An attorney for the state is asking a judge to toss out a lawsuit filed by unions who want to void two new statutes they say interfere with the rights of their members.
In legal papers filed in federal court in Phoenix, Assistant Attorney General Michael Goodwin argues that the unions have suffered no actual injury, at least not yet, from a law that requires unions to get specific authorization from each worker, on an annual basis, for any payroll deductions for political purposes. He said any potential loss of dues is purely speculative.
He also told Judge Murray Snow that there is no basis for the unions to sue over another bill that imposes new restrictions on when and where their members can picket.
“The (unions) give no indication that they plan to violate any of the laws in question,’’ Goodwin wrote.
“Indeed, they seem intent on complying with the laws,’’ he continued. “They have not demonstrated a realistic danger of imminent injury.’’
It is the limit on picketing that is the broader of the two bills.
“There already are some existing laws that limit picketing. But Sen. Frank Antenori, R-Tucson, who sponsored the measure, said they are ineffective.
For example, he said it is often difficult for companies to keep picketers off private property. This law allows a company to file legal papers ahead of time spelling out where their property lines are and, by extension, giving police clear authority to remove anyone who crosses that.
But what is causing a stir is that some of the restrictions would appear to affect those who are protesting on public sidewalks.
For example, one provision makes it illegal to picket in any way to “coerce or induce’’ an employer into joining a union.
Marcus Osborn, lobbyist for the Arizona Chamber of Commerce and Industry, said the intent is not to bar “a healthy debate’’ about whether a company should unionize. He said this is aimed at more “aggressive’’ tactics.
Potentially more troubling from the unions’ perspective is another provision outlawing “mass assembly.’’
Some of that includes blocking entrances to work sites and public roads. But it also makes it illegal to “assemble other than in a reasonable and peaceful manner.’’
The union attorneys said some of the picketing they do now might be considered “unreasonable’’ by some, ranging from raised voices or noisemakers, or where certain words are used like “scab’’ to describe a strikebreaker.

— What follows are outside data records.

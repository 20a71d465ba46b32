use std::ops::RangeInclusive;
use std::time::Duration;

use crate::error::DiningError;

// 哲学者の数
pub const DEFAULT_PHILOSOPHERS: usize = 5;
// 1 人あたりの食事回数
pub const DEFAULT_ROUNDS: usize = 200;

/// 1 回のシミュレーションのパラメータ
///
/// 食事時間・思考時間はミリ秒の閉区間で、毎回その中から乱数で選ぶ。
#[derive(Debug, Clone, PartialEq, Eq)]
pub struct SimConfig {
    pub philosophers: usize,
    pub rounds: usize,
    pub eat_ms: RangeInclusive<u64>,
    pub think_ms: RangeInclusive<u64>,
    // None ならエントロピーから初期化
    pub seed: Option<u64>,
}

impl Default for SimConfig {
    fn default() -> Self {
        SimConfig {
            philosophers: DEFAULT_PHILOSOPHERS,
            rounds: DEFAULT_ROUNDS,
            eat_ms: 10..=29,
            think_ms: 10..=29,
            seed: None,
        }
    }
}

impl SimConfig {
    // スレッドを起動する前に呼ぶ
    pub fn validate(&self) -> Result<(), DiningError> {
        // 1 人だと左右のフォークが同じものになってしまう
        if self.philosophers < 2 {
            return Err(DiningError::InvalidPhilosopherCount(self.philosophers));
        }
        check_interval("eat", &self.eat_ms)?;
        check_interval("think", &self.think_ms)?;
        Ok(())
    }

    // 食事・思考なしで回す設定。テスト用
    pub fn instant(philosophers: usize, rounds: usize) -> Self {
        SimConfig {
            philosophers,
            rounds,
            eat_ms: 0..=0,
            think_ms: 0..=0,
            seed: Some(0),
        }
    }

    // 競合が一切ない場合の所要時間の下限
    pub fn minimum_duration(&self) -> Duration {
        let per_round = self.eat_ms.start() + self.think_ms.start();
        Duration::from_millis(per_round * self.rounds as u64)
    }
}

fn check_interval(what: &'static str, range: &RangeInclusive<u64>) -> Result<(), DiningError> {
    if range.start() > range.end() {
        return Err(DiningError::InvalidInterval {
            what,
            min: *range.start(),
            max: *range.end(),
        });
    }
    Ok(())
}

#[cfg(test)]
mod test {
    use super::*;

    #[test]
    fn test_default_is_valid() {
        assert!(SimConfig::default().validate().is_ok());
    }

    #[test]
    fn test_reject_too_few_philosophers() {
        for n in [0, 1] {
            let config = SimConfig {
                philosophers: n,
                ..SimConfig::default()
            };
            assert!(matches!(
                config.validate(),
                Err(DiningError::InvalidPhilosopherCount(m)) if m == n
            ));
        }
    }

    #[test]
    fn test_reject_inverted_interval() {
        #[allow(clippy::reversed_empty_ranges)]
        let config = SimConfig {
            think_ms: 30..=5,
            ..SimConfig::default()
        };
        assert!(matches!(
            config.validate(),
            Err(DiningError::InvalidInterval { what: "think", min: 30, max: 5 })
        ));
    }

    #[test]
    fn test_minimum_duration() {
        let config = SimConfig {
            rounds: 10,
            eat_ms: 5..=9,
            think_ms: 3..=3,
            ..SimConfig::default()
        };
        assert_eq!(config.minimum_duration(), Duration::from_millis(80));
    }
}
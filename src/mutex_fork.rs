use std::sync::Arc;
use std::thread;
use std::time::Duration;

use parking_lot::lock_api::{RawMutex as RawMutexApi, RawMutexTimed};
use parking_lot::RawMutex;

use crate::fork::ForkSet;
use crate::strategy::Strategy;

// 中断されていないかを確かめる間隔
const ABORT_POLL: Duration = Duration::from_millis(10);

// フォーク 1 本につき 1 つのミューテックス
// request と release が別の呼び出しになるのでガードではなく生のロックを使う
pub struct MutexForks {
    locks: Vec<RawMutex>,
    forks: Arc<ForkSet>,
}

// 2 つのロックを一度に獲得する (C++ の std::lock と同じやり方)
// 片方を握ったままもう片方を待つことはしない。取れなければ手放し、順番を入れ替えてやり直す
// aborted が true になったら何も持たずに false を返す
fn lock_both(a: &RawMutex, b: &RawMutex, aborted: impl Fn() -> bool) -> bool {
    let (mut first, mut second) = (a, b);
    loop {
        if !first.try_lock_for(ABORT_POLL) {
            if aborted() {
                return false;
            }
            continue;
        }
        if second.try_lock() {
            return true;
        }
        // SAFETY: 直前にこのスレッドで lock している
        unsafe { first.unlock() };
        if aborted() {
            return false;
        }
        thread::yield_now();
        std::mem::swap(&mut first, &mut second);
    }
}

impl MutexForks {
    pub fn new(forks: Arc<ForkSet>) -> Self {
        MutexForks {
            locks: (0..forks.len())
                .map(|_| <RawMutex as RawMutexApi>::INIT)
                .collect(),
            forks,
        }
    }
}

impl Strategy for MutexForks {
    fn request(&self, id: usize) {
        let (left, right) = self.forks.forks_of(id);
        if !lock_both(&self.locks[left], &self.locks[right], || {
            self.forks.is_aborted()
        }) {
            panic!("run aborted while philosopher {id} was waiting for forks");
        }
        self.forks.take_pair(id);
    }

    fn release(&self, id: usize) {
        let (left, right) = self.forks.forks_of(id);
        // 持っていないフォークを返そうとしたらここで panic する
        self.forks.put_pair(id);
        // SAFETY: put_pair が通ったので、request(id) で lock したまま
        // 同じスレッドから呼ばれている (Strategy の約束)
        unsafe {
            self.locks[right].unlock();
            self.locks[left].unlock();
        }
    }

    fn is_idle(&self) -> bool {
        self.locks.iter().all(|lock| !lock.is_locked())
    }

    // panic した哲学者のロックは外せないので、待っている側が ABORT_POLL ごとに気づく
    fn abort(&self, id: usize) {
        self.forks.abort(id);
    }
}
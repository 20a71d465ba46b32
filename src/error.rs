use thiserror::Error;

#[derive(Debug, Error)]
pub enum DiningError {
    // 輪になるには最低 2 人必要
    #[error("invalid philosopher count: {0} (need at least 2)")]
    InvalidPhilosopherCount(usize),

    #[error("invalid {what} interval: {min}..={max} ms")]
    InvalidInterval {
        what: &'static str,
        min: u64,
        max: u64,
    },

    #[error("invalid option: {0}")]
    InvalidOption(String),

    // 哲学者スレッドが panic した (フォークの二重取得・二重返却など)
    #[error("philosopher {0} panicked")]
    PhilosopherPanicked(usize),

    #[error("{0} left forks or gates held after the run")]
    ResourceLeak(&'static str),

    #[error(transparent)]
    Io(#[from] std::io::Error),
}
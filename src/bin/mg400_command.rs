//! MG400 Command Client
//!
//! Command-line interface for issuing a single dashboard or motion command
//! to an MG400 controller and printing the result.

use anyhow::{bail, Context, Result};
use clap::{Parser, Subcommand};
use mg400::{
    Config, DashboardChannel, DigitalLevel, DoIndex, JogAxis, Mg400Interface, MotionChannel,
    MoveOutcome, Pose,
};
use serde_json::json;
use std::time::{Duration, Instant};
use tracing::info;
use tracing_subscriber::EnvFilter;

/// Command line arguments for the MG400 command client
#[derive(Parser)]
#[command(name = "mg400-command")]
#[command(about = "Send a single command to an MG400 controller")]
#[command(version)]
struct Args {
    /// Path to the configuration file
    #[arg(short, long, global = true)]
    config: Option<String>,

    /// Controller IP address, overrides the configuration file
    #[arg(long, global = true)]
    ip: Option<String>,

    /// Show verbose output
    #[arg(short, long, global = true)]
    verbose: bool,

    /// Output format: text, json
    #[arg(long, default_value = "text", global = true)]
    format: String,

    #[command(subcommand)]
    command: Commands,
}

#[derive(Subcommand)]
enum Commands {
    /// Enable the robot
    Enable,
    /// Disable the robot
    Disable,
    /// Clear controller errors
    ClearError,
    /// Stop the current motion and reset the robot
    Reset,
    /// Trigger an emergency stop
    EmergencyStop,
    /// Print the robot mode
    Mode,
    /// Print joint angles in radians
    Angle,
    /// Print the tool pose in meters and radians
    Pose,
    /// Print active fault ids per joint
    Errors,
    /// Set the global speed ratio (1-100)
    SpeedFactor { ratio: u8 },
    /// Set a digital output
    Do {
        index: u8,
        #[arg(long)]
        high: bool,
    },
    /// Jog along an axis (J1+, X-, ...) for a fixed duration
    Jog {
        axis: String,
        #[arg(long, default_value = "500")]
        duration_ms: u64,
    },
    /// Point-to-point move to x y z (meters) and yaw (radians)
    MovJ { x: f64, y: f64, z: f64, r: f64 },
    /// Linear move to x y z (meters) and yaw (radians), waiting for completion
    MovL {
        x: f64,
        y: f64,
        z: f64,
        r: f64,
        #[arg(long, default_value = "5")]
        timeout_secs: u64,
    },
}

impl Args {
    fn load_config(&self) -> Result<Config> {
        let path = self
            .config
            .clone()
            .or_else(|| std::env::var("MG400_CONFIG").ok());

        let mut config = match (path, &self.ip) {
            (Some(path), _) => Config::load_from_path(&path)
                .with_context(|| format!("Failed to load config from {}", path))?,
            (None, Some(ip)) => Config::for_ip(ip),
            (None, None) => bail!("Either --config, MG400_CONFIG or --ip is required"),
        };
        if let Some(ip) = &self.ip {
            config.robot.ip_address = ip.clone();
        }
        Ok(config)
    }

    fn json(&self) -> bool {
        self.format == "json"
    }
}

fn dashboard(config: &Config) -> Result<DashboardChannel> {
    let channel = DashboardChannel::new(
        &config.robot.ip_address,
        config.robot.ports.dashboard,
        &config.connection,
    );
    channel
        .connect()
        .with_context(|| format!("Failed to connect to dashboard at {}", config.robot.ip_address))?;
    Ok(channel)
}

fn motion(config: &Config) -> Result<MotionChannel> {
    let channel = MotionChannel::new(
        &config.robot.ip_address,
        config.robot.ports.motion,
        &config.connection,
    );
    channel.start()?;
    let deadline = Instant::now() + config.connection.connect_timeout() * 2;
    while !channel.is_connected() {
        if Instant::now() >= deadline {
            bail!("Motion port on {} did not accept a connection", config.robot.ip_address);
        }
        std::thread::sleep(Duration::from_millis(10));
    }
    Ok(channel)
}

fn print_done(args: &Args, command: &str) {
    if args.json() {
        println!("{}", json!({ "command": command, "status": "ok" }));
    } else {
        println!("{}: ok", command);
    }
}

fn print_pose(args: &Args, pose: &Pose) {
    if args.json() {
        println!("{}", json!({ "pose": pose, "quaternion": pose.quaternion() }));
    } else {
        println!(
            "x={:.4} y={:.4} z={:.4} roll={:.4} pitch={:.4} yaw={:.4}",
            pose.x, pose.y, pose.z, pose.roll, pose.pitch, pose.yaw
        );
    }
}

#[tokio::main]
async fn main() -> Result<()> {
    let args = Args::parse();

    let filter = if args.verbose { "mg400=debug,info" } else { "warn" };
    tracing_subscriber::fmt()
        .with_env_filter(EnvFilter::try_from_default_env().unwrap_or_else(|_| EnvFilter::new(filter)))
        .with_writer(std::io::stderr)
        .init();

    let config = args.load_config()?;
    if args.verbose {
        info!("Target controller: {}", config.robot.ip_address);
    }

    match &args.command {
        Commands::Enable => {
            dashboard(&config)?.enable_robot()?;
            print_done(&args, "EnableRobot");
        }
        Commands::Disable => {
            dashboard(&config)?.disable_robot()?;
            print_done(&args, "DisableRobot");
        }
        Commands::ClearError => {
            dashboard(&config)?.clear_error()?;
            print_done(&args, "ClearError");
        }
        Commands::Reset => {
            dashboard(&config)?.reset_robot()?;
            print_done(&args, "ResetRobot");
        }
        Commands::EmergencyStop => {
            dashboard(&config)?.emergency_stop()?;
            print_done(&args, "EmergencyStop");
        }
        Commands::Mode => {
            let mode = dashboard(&config)?.robot_mode()?;
            if args.json() {
                println!("{}", json!({ "robot_mode": mode.raw(), "robot_mode_name": mode.name() }));
            } else {
                println!("{} ({})", mode, mode.raw());
            }
        }
        Commands::Angle => {
            let angles = dashboard(&config)?.get_angle()?;
            if args.json() {
                println!("{}", json!({ "joint_positions": angles }));
            } else {
                for (i, q) in angles.iter().enumerate() {
                    println!("J{}: {:.4} rad", i + 1, q);
                }
            }
        }
        Commands::Pose => {
            let pose = dashboard(&config)?.get_pose()?;
            print_pose(&args, &pose);
        }
        Commands::Errors => {
            let table = dashboard(&config)?.get_error_id()?;
            if args.json() {
                let slots: Vec<&[i64]> = (0..mg400::robot::JOINT_SLOTS).map(|i| table.joint(i)).collect();
                println!("{}", json!({ "error_ids": slots }));
            } else if !table.has_faults() {
                println!("No faults");
            } else {
                for (joint, ids) in table.faults() {
                    println!("Joint{}: {:?}", joint + 1, ids);
                }
            }
        }
        Commands::SpeedFactor { ratio } => {
            dashboard(&config)?.speed_factor(*ratio)?;
            print_done(&args, "SpeedFactor");
        }
        Commands::Do { index, high } => {
            dashboard(&config)?.digital_output(DoIndex::new(*index)?, DigitalLevel::from(*high))?;
            print_done(&args, "DO");
        }
        Commands::Jog { axis, duration_ms } => {
            let axis: JogAxis = axis.parse()?;
            let channel = motion(&config)?;
            channel.move_jog(Some(axis))?;
            tokio::time::sleep(Duration::from_millis(*duration_ms)).await;
            channel.move_jog(None)?;
            channel.stop();
            print_done(&args, "MoveJog");
        }
        Commands::MovJ { x, y, z, r } => {
            let channel = motion(&config)?;
            channel.mov_j(&Pose::planar(*x, *y, *z, *r))?;
            channel.stop();
            print_done(&args, "MovJ");
        }
        Commands::MovL { x, y, z, r, timeout_secs } => {
            let mut interface = Mg400Interface::new(config);
            interface.configure()?;
            interface.activate().context("Failed to activate interface")?;

            // Give the realtime reader a moment to cache the first frame.
            let deadline = Instant::now() + Duration::from_secs(1);
            while interface.realtime.robot_mode().is_none() && Instant::now() < deadline {
                tokio::time::sleep(Duration::from_millis(10)).await;
            }

            let target = Pose::planar(*x, *y, *z, *r);
            let outcome = interface
                .move_linear_and_wait(target, Duration::from_secs(*timeout_secs))
                .await?;
            interface.deactivate();

            match outcome {
                MoveOutcome::Reached(pose) => print_pose(&args, &pose),
                MoveOutcome::Rejected(reason) => bail!("MovL rejected: {:?}", reason),
                MoveOutcome::Aborted { reason, last_pose } => {
                    print_pose(&args, &last_pose);
                    bail!("MovL aborted: {:?}", reason);
                }
            }
        }
    }

    Ok(())
}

“Such provision is likely to have a chilling effect on any assembly of workers as workers would have no way of knowing what a judge would consider ‘unreasonable’ in assembling,’’ the lawsuit states.
“You might have a point there,’’ Antenori conceded.
“But it’s up to the discretion of a judge,’’ he said. And Antenori said there already are court rulings defining what is and is not reasonable.
What is not reasonable, Antenori said, are pickets that defame or libel a company, perhaps saying it is using unfit meat for its products. He said that kind of picketing needs to be stopped.
Antenori acknowledged there are already laws that allow someone who has been defamed to sue. But he said that process can take too much time. And in the interim, Antenori said, a company’s business can be ruined.
The issue of union dues goes to Antenori’s contention that union members are being improperly forced to contribute to causes in which they might not believe. He said that requiring unions to get annual approval for payroll deductions ensures that members get better control of how their unions are spending their funds to influence elections.
But Andrew Morrill, president of the Arizona Education Association, said the measure is all about politics.
He pointed out that Arizona is a “right to work’’ state, meaning no one can be forced to join a union. He said people join the AEA because they support the organization’s goals.
“This bill attempts to quiet the voices of Arizona’s educators as they speak up for their profession, their students and for public education,’’ he said in a prepared statement.